Aim of the task:
In exact form, set down only those lines of the material that run from its first line to the line with "pub struct TickHarness", inclusive.

Data provided:
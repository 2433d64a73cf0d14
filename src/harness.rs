//! Tick audit harness: drives a graph and checks generation bookkeeping.

use crate::dsl::{Patch, Signal};
use crate::graph::{Graph, GraphError, NodeId};
use crate::invariant_ppt::{assert_invariant, TICK_SINGLE_ADVANCE};
use crate::plan::Plan;
use crate::units::Frequency;

/// Runs a graph tick by tick and records the root's outputs.
pub struct TickHarness {
    graph: Graph,
    plan: Plan,
    sample_rate: Frequency,
    ticks: u64,
    pub outputs: Vec<Option<f64>>,
}

impl TickHarness {
    /// Take ownership of `graph` and reset it from `root`.
    pub fn new(mut graph: Graph, root: NodeId, sample_rate: Frequency) -> Result<Self, GraphError> {
        graph.check_root(root)?;
        graph.reset(root)?;
        let plan = Plan::compile(&graph, root)?;
        Ok(Self {
            graph,
            plan,
            sample_rate,
            ticks: 0,
            outputs: Vec::new(),
        })
    }

    /// Compile a signal and wrap it.
    pub fn from_signal(signal: &Signal, sample_rate: Frequency) -> Result<Self, GraphError> {
        let patch = Patch::compile(signal)?;
        let root = patch.root();
        Self::new(patch.into_graph(), root, sample_rate)
    }

    /// Advance one sample.
    pub fn tick(&mut self) -> Result<Option<f64>, GraphError> {
        let out = self.graph.advance(self.plan.root, self.sample_rate)?;
        self.ticks += 1;
        self.outputs.push(out);
        Ok(out)
    }

    /// Advance `count` samples, asserting after each that every reachable
    /// node was advanced exactly once.
    pub fn run(&mut self, count: usize) -> Result<(), GraphError> {
        for _ in 0..count {
            self.tick()?;
            assert_invariant(
                TICK_SINGLE_ADVANCE,
                self.desynced().is_empty(),
                "Every reachable node advanced once this tick",
                Some("TickHarness::run"),
            );
        }
        Ok(())
    }

    /// Reachable nodes whose generation differs from the tick count.
    pub fn desynced(&self) -> Vec<NodeId> {
        self.plan
            .order
            .iter()
            .copied()
            .filter(|id| self.graph.nodes[id.0].generation != self.ticks)
            .collect()
    }

    pub fn ticks(&self) -> u64 {
        self.ticks
    }

    pub fn plan(&self) -> &Plan {
        &self.plan
    }

    pub fn graph(&self) -> &Graph {
        &self.graph
    }

    /// Reset and clear recorded outputs.
    pub fn reset(&mut self) -> Result<(), GraphError> {
        self.graph.reset(self.plan.root)?;
        self.ticks = 0;
        self.outputs.clear();
        Ok(())
    }
}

Expected answer:
repository 2433d64a73cf0d14
filename src/harness.rs
//! Tick audit harness: drives a graph and checks generation bookkeeping.

use crate::dsl::{Patch, Signal};
use crate::graph::{Graph, GraphError, NodeId};
use crate::invariant_ppt::{assert_invariant, TICK_SINGLE_ADVANCE};
use crate::plan::Plan;
use crate::units::Frequency;

/// Runs a graph tick by tick and records the root's outputs.
pub struct TickHarness {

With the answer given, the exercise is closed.